Per quanto attiene, invece, l’art. 3 Cost., il Giudice delle leggi ha sottolineato che la tutela del diritto di abitazione del debitore esecutato contempla una conseguenza eccessivamente pregiudizievole per il creditore. Infatti, il predetto diritto, anche se risulta incluso nel catalogo dei diritti inviolabili non viene meno per effetto della sola apposizione del vincolo del pignoramento e, inoltre, era già adeguatamente tutelato, nello stesso periodo, dalla proroga della sospensione delle relative procedure esecutive, prevista dall’art. 54-ter del D.L. n. 18 del 2020, come convertito, oltre che dalla sospensione dell’esecuzione dell’ordine di rilascio dell’immobile, contemplata dall’art. 103, comma 6, dello stesso D.L.
In sintesi, secondo la Corte Costituzionale, la protezione del debitore era già ampiamente garantita, e l’ulteriore tutela della radicale inefficacia della procedura esecutiva, estesa al pignoramento dell’immobile, è stata dichiarata incostituzionale, in quanto limitante del diritto del creditore procedente in misura eccessiva ed è incompatibile con la garanzia costituzionale della tutela giurisdizionale. La medesima Corte ha concluso asserendo che Il difetto di ragionevolezza della disposizione censurata è ancor più marcato se si considera la sua (pur limitata, quanto inspiegabile) portata retroattiva relativamente a pignoramenti, già efficaci secondo la disciplina previgente, divenuti inefficaci ex post per effetto della disposizione censurata.

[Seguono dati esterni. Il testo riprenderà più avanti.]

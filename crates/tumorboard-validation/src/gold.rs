//! Gold-standard datasets.
//!
//! Accepted on-disk shapes:
//!   `{"name": "...", "entries": [ {...}, ... ]}`
//!   `[ {...}, ... ]`  (named after the file stem)

use std::path::{Path, PathBuf};

use serde::{Deserialize, Serialize};
use serde_json::Value;
use thiserror::Error;
use tracing::info;
use tumorboard_common::{Tier, VariantQuery};

#[derive(Error, Debug)]
pub enum GoldStandardError {
    #[error("cannot read gold standard {}: {source}", path.display())]
    Io { path: PathBuf, source: std::io::Error },

    #[error("gold standard is not valid JSON: {0}")]
    Json(#[from] serde_json::Error),

    #[error("gold standard must be an object with \"entries\" or an array of entries")]
    Shape,

    #[error("gold standard entry {index}: {message}")]
    Entry { index: usize, message: String },
}

#[derive(Debug, Clone, PartialEq, Serialize, Deserialize)]
pub struct GoldStandardEntry {
    pub gene: String,
    pub variant: String,
    #[serde(default, skip_serializing_if = "Option::is_none")]
    pub tumor_type: Option<String>,
    pub expected_tier: Tier,
    #[serde(default, skip_serializing_if = "Option::is_none")]
    pub notes: Option<String>,
    #[serde(default)]
    pub references: Vec<String>,
}

impl GoldStandardEntry {
    pub fn query(&self) -> VariantQuery {
        VariantQuery::new(self.gene.clone(), self.variant.clone(), self.tumor_type.clone())
    }
}

#[derive(Debug, Clone, PartialEq, Serialize, Deserialize)]
pub struct GoldStandard {
    pub name: String,
    pub entries: Vec<GoldStandardEntry>,
}

impl GoldStandard {
    pub fn new(name: impl Into<String>, entries: Vec<GoldStandardEntry>) -> Self {
        Self { name: name.into(), entries }
    }

    /// Load from a JSON file. A bare array takes the file stem as its name.
    pub fn load(path: impl AsRef<Path>) -> Result<Self, GoldStandardError> {
        let path = path.as_ref();
        let text = std::fs::read_to_string(path)
            .map_err(|source| GoldStandardError::Io { path: path.to_path_buf(), source })?;
        let stem = path
            .file_stem()
            .map(|s| s.to_string_lossy().into_owned())
            .unwrap_or_else(|| "gold_standard".to_string());

        let gold = Self::from_json_str(&stem, &text)?;
        info!(name = %gold.name, entries = gold.entries.len(), path = %path.display(), "Loaded gold standard");
        Ok(gold)
    }

    /// Parse JSON text; `default_name` is used when the document has none.
    pub fn from_json_str(default_name: &str, text: &str) -> Result<Self, GoldStandardError> {
        let doc: Value = serde_json::from_str(text)?;

        let (name, raw_entries) = match &doc {
            Value::Array(items) => (default_name.to_string(), items),
            Value::Object(obj) => {
                let items = obj.get("entries").and_then(Value::as_array).ok_or(GoldStandardError::Shape)?;
                let name = obj
                    .get("name")
                    .and_then(Value::as_str)
                    .map(str::trim)
                    .filter(|n| !n.is_empty())
                    .unwrap_or(default_name);
                (name.to_string(), items)
            }
            _ => return Err(GoldStandardError::Shape),
        };

        let mut entries = Vec::with_capacity(raw_entries.len());
        for (index, raw) in raw_entries.iter().enumerate() {
            let entry: GoldStandardEntry = serde_json::from_value(raw.clone())
                .map_err(|e| GoldStandardError::Entry { index, message: e.to_string() })?;
            if entry.gene.trim().is_empty() || entry.variant.trim().is_empty() {
                return Err(GoldStandardError::Entry { index, message: "gene and variant are required".to_string() });
            }
            entries.push(entry);
        }

        Ok(Self { name, entries })
    }
}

Per le ragioni su esposte, dunque, è stata dichiarata l’illegittimità costituzionale dell’art. 4 del D.L n. 137 del 2020, come convertito, nella parte in cui prevede che “È inefficace ogni procedura esecutiva per il pignoramento immobiliare, di cui all’articolo 555 c.p.c., che abbia ad oggetto l’abitazione principale del debitore, effettuata dal 25 ottobre 2020 alla data di entrata in vigore della legge di conversione del presente decreto”. Precisando che rimarrà fermo, in questo stesso periodo, il regime di sospensione delle procedure esecutive aventi ad oggetto l’abitazione principale del debitore di cui all’art. 54-ter del D.L. n. 18 del 2020, come convertito e successivamente prorogato nella allora sua vigenza.

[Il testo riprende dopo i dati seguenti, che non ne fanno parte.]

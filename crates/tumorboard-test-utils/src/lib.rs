//! Shared test doubles and fixtures.
//!
//! - [`MockBackend`]: scripted or function-driven `LlmBackend`
//! - [`StaticEvidenceSource`]: in-memory `EvidenceSource`
//! - [`fixtures`]: recorded MyVariant hits and canned model outputs

use std::collections::{HashMap, VecDeque};
use std::sync::atomic::{AtomicU32, Ordering};
use std::sync::Mutex;
use std::time::Duration;

use async_trait::async_trait;
use rand::Rng;
use serde_json::Value;
use tumorboard_evidence::{EvidenceError, EvidenceSource};
use tumorboard_llm::{LlmBackend, LlmError, LlmRequest, LlmResponse};

// ── Mock LLM backend ──────────────────────────────────────────────────────────

/// One scripted backend reply.
#[derive(Debug)]
pub enum MockReply {
    Text(String),
    Error(LlmError),
    Delayed(Duration, Box<MockReply>),
}

impl MockReply {
    pub fn text(content: impl Into<String>) -> Self {
        MockReply::Text(content.into())
    }

    pub fn error(err: LlmError) -> Self {
        MockReply::Error(err)
    }

    pub fn delayed(ms: u64, reply: MockReply) -> Self {
        MockReply::Delayed(Duration::from_millis(ms), Box::new(reply))
    }

    /// `reply` after a random delay in `0..max_ms`.
    pub fn jittered(max_ms: u64, reply: MockReply) -> Self {
        let ms = rand::thread_rng().gen_range(0..max_ms.max(1));
        Self::delayed(ms, reply)
    }
}

type Responder = dyn Fn(&LlmRequest) -> MockReply + Send + Sync;

/// `LlmBackend` that replays a script, or answers through a closure.
pub struct MockBackend {
    model: String,
    script: Mutex<VecDeque<MockReply>>,
    responder: Option<Box<Responder>>,
    calls: AtomicU32,
    requests: Mutex<Vec<LlmRequest>>,
}

impl MockBackend {
    /// Replies are consumed in order; once exhausted every call fails
    /// with a (transient) malformed-response error.
    pub fn new(script: Vec<MockReply>) -> Self {
        Self {
            model: "mock-model".to_string(),
            script: Mutex::new(script.into()),
            responder: None,
            calls: AtomicU32::new(0),
            requests: Mutex::new(Vec::new()),
        }
    }

    /// Answer every request through `f`. Useful under concurrency, where
    /// call order is not deterministic.
    pub fn from_fn(f: impl Fn(&LlmRequest) -> MockReply + Send + Sync + 'static) -> Self {
        Self { responder: Some(Box::new(f)), ..Self::new(Vec::new()) }
    }

    /// Same text for every call.
    pub fn always(content: impl Into<String>) -> Self {
        let content = content.into();
        Self::from_fn(move |_| MockReply::text(content.clone()))
    }

    pub fn calls(&self) -> u32 {
        self.calls.load(Ordering::SeqCst)
    }

    pub fn requests(&self) -> Vec<LlmRequest> {
        self.requests.lock().unwrap().clone()
    }

    fn next_reply(&self, req: &LlmRequest) -> MockReply {
        match &self.responder {
            Some(f) => f(req),
            None => self
                .script
                .lock()
                .unwrap()
                .pop_front()
                .unwrap_or_else(|| MockReply::error(LlmError::MalformedResponse("mock script exhausted".into()))),
        }
    }
}

#[async_trait]
impl LlmBackend for MockBackend {
    async fn complete(&self, req: LlmRequest) -> Result<LlmResponse, LlmError> {
        self.calls.fetch_add(1, Ordering::SeqCst);
        self.requests.lock().unwrap().push(req.clone());

        let mut reply = self.next_reply(&req);
        loop {
            match reply {
                MockReply::Delayed(d, inner) => {
                    tokio::time::sleep(d).await;
                    reply = *inner;
                }
                MockReply::Error(e) => return Err(e),
                MockReply::Text(content) => {
                    let prompt_tokens = req.messages.iter().map(|m| m.content.split_whitespace().count()).sum::<usize>() as u32;
                    let completion_tokens = content.split_whitespace().count() as u32;
                    return Ok(LlmResponse {
                        content,
                        model: req.model.clone().unwrap_or_else(|| self.model.clone()),
                        prompt_tokens,
                        completion_tokens,
                    });
                }
            }
        }
    }

    fn name(&self) -> &str { "mock" }
    fn model_id(&self) -> &str { &self.model }
    fn is_local(&self) -> bool { true }
}

/// `(gene, variant)` as rendered in the user prompt, for routing replies.
pub fn prompt_gene_variant(req: &LlmRequest) -> Option<(String, String)> {
    let user = req.messages.iter().rev().find(|m| m.role == "user")?;
    let field = |name: &str| {
        user.content
            .lines()
            .find_map(|l| l.strip_prefix(name))
            .map(|v| v.trim().to_string())
    };
    Some((field("Gene:")?, field("Variant:")?))
}

// ── Static evidence source ────────────────────────────────────────────────────

enum StaticEntry {
    Hit(Value),
    Failure(String),
}

/// In-memory `EvidenceSource`. Unknown variants are "not found".
#[derive(Default)]
pub struct StaticEvidenceSource {
    entries: HashMap<(String, String), StaticEntry>,
    lookups: AtomicU32,
}

impl StaticEvidenceSource {
    pub fn new() -> Self {
        Self::default()
    }

    fn key(gene: &str, variant: &str) -> (String, String) {
        (gene.trim().to_uppercase(), variant.trim().to_uppercase())
    }

    pub fn with_hit(mut self, gene: &str, variant: &str, hit: Value) -> Self {
        self.entries.insert(Self::key(gene, variant), StaticEntry::Hit(hit));
        self
    }

    /// Lookups for this variant fail with a transport-level error.
    pub fn with_failure(mut self, gene: &str, variant: &str, message: &str) -> Self {
        self.entries.insert(Self::key(gene, variant), StaticEntry::Failure(message.to_string()));
        self
    }

    pub fn lookups(&self) -> u32 {
        self.lookups.load(Ordering::SeqCst)
    }
}

#[async_trait]
impl EvidenceSource for StaticEvidenceSource {
    async fn fetch_evidence(
        &self,
        gene: &str,
        variant: &str,
        _tumor_type: Option<&str>,
    ) -> Result<Option<Value>, EvidenceError> {
        self.lookups.fetch_add(1, Ordering::SeqCst);
        match self.entries.get(&Self::key(gene, variant)) {
            Some(StaticEntry::Hit(v)) => Ok(Some(v.clone())),
            Some(StaticEntry::Failure(m)) => Err(EvidenceError::Api { status: 503, message: m.clone() }),
            None => Ok(None),
        }
    }

    fn name(&self) -> &str { "static" }
}

// ── Fixtures ──────────────────────────────────────────────────────────────────

pub mod fixtures {
    use serde_json::{json, Value};

    /// BRAF V600E as MyVariant returns it (trimmed).
    pub fn braf_v600e_hit() -> Value {
        json!({
            "_id": "chr7:g.140453136A>T",
            "hgvs": ["NM_004333.4:c.1799T>A", "NP_004324.2:p.Val600Glu"],
            "entrezgene": 673,
            "dbsnp": {"rsid": "rs113488022"},
            "cosmic": {"cosmic_id": "COSM476", "primary_site": "skin", "primary_histology": "malignant_melanoma"},
            "clinvar": {"variant_id": 13961, "clinical_significance": ["Pathogenic"], "conditions": [{"name": "Melanoma"}]},
            "civic": {
                "name": "V600E",
                "evidence_items": [
                    {
                        "evidence_level": "A",
                        "evidence_type": "Predictive",
                        "evidence_direction": "Supports",
                        "clinical_significance": "Sensitivity/Response",
                        "disease": {"name": "Melanoma"},
                        "drugs": [{"name": "Vemurafenib"}],
                        "source": {"name": "FDA label"}
                    },
                    {
                        "evidence_level": "A",
                        "evidence_type": "Predictive",
                        "clinical_significance": "Sensitivity/Response",
                        "disease": {"name": "Melanoma"},
                        "drugs": [{"name": "Dabrafenib"}, {"name": "Trametinib"}],
                        "source": {"name": "NCCN"}
                    }
                ]
            }
        })
    }

    /// BRAF V600E with only a COSMIC id and one FDA-level CIViC item.
    pub fn braf_v600e_cosmic_civic_only() -> Value {
        json!({
            "cosmic": {"cosmic_id": "COSM476"},
            "civic": {
                "evidence_items": [
                    {
                        "evidence_level": "A",
                        "evidence_type": "Predictive",
                        "clinical_significance": "Sensitivity/Response",
                        "description": "FDA-approved vemurafenib for BRAF V600E melanoma",
                        "disease": {"name": "Melanoma"},
                        "drugs": [{"name": "Vemurafenib"}],
                        "source": {"name": "FDA label"}
                    }
                ]
            }
        })
    }

    /// KRAS G12D, ClinVar and COSMIC only.
    pub fn kras_g12d_hit() -> Value {
        json!({
            "_id": "chr12:g.25398284C>T",
            "entrezgene": 3845,
            "cosmic": [{"cosmic_id": "COSM521", "primary_site": "pancreas", "sample_count": 4200}],
            "clinvar": {"variant_id": 12582, "clinical_significance": "Pathogenic"}
        })
    }

    /// Structured verdict as a model would return it.
    pub fn verdict_json(tier: &str, confidence: f64, summary: &str) -> String {
        json!({
            "tier": tier,
            "confidence": confidence,
            "summary": summary,
            "therapies": []
        })
        .to_string()
    }
}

Ad avviso dello scrivente, la pronuncia in esame, anche se indirettamente, ha inciso sulla tutela della protezione della libertà di iniziativa economica garantita dall’art. 41 Cost, posto che la realizzazione coattiva del credito è per gli istituti bancari ed i Servicer strumento ordinario di esplicazione della propria attività imprenditoriale. Se si considera che gran parte delle espropriazioni immobiliari è avviata da istituti di credito e/o società veicolo per il recupero di NPL, l’aspetto della sana programmazione e pianificazione e l’impatto delle disposizioni censurate sulla programmazione aziendale e sulla concorrenza appare evidente.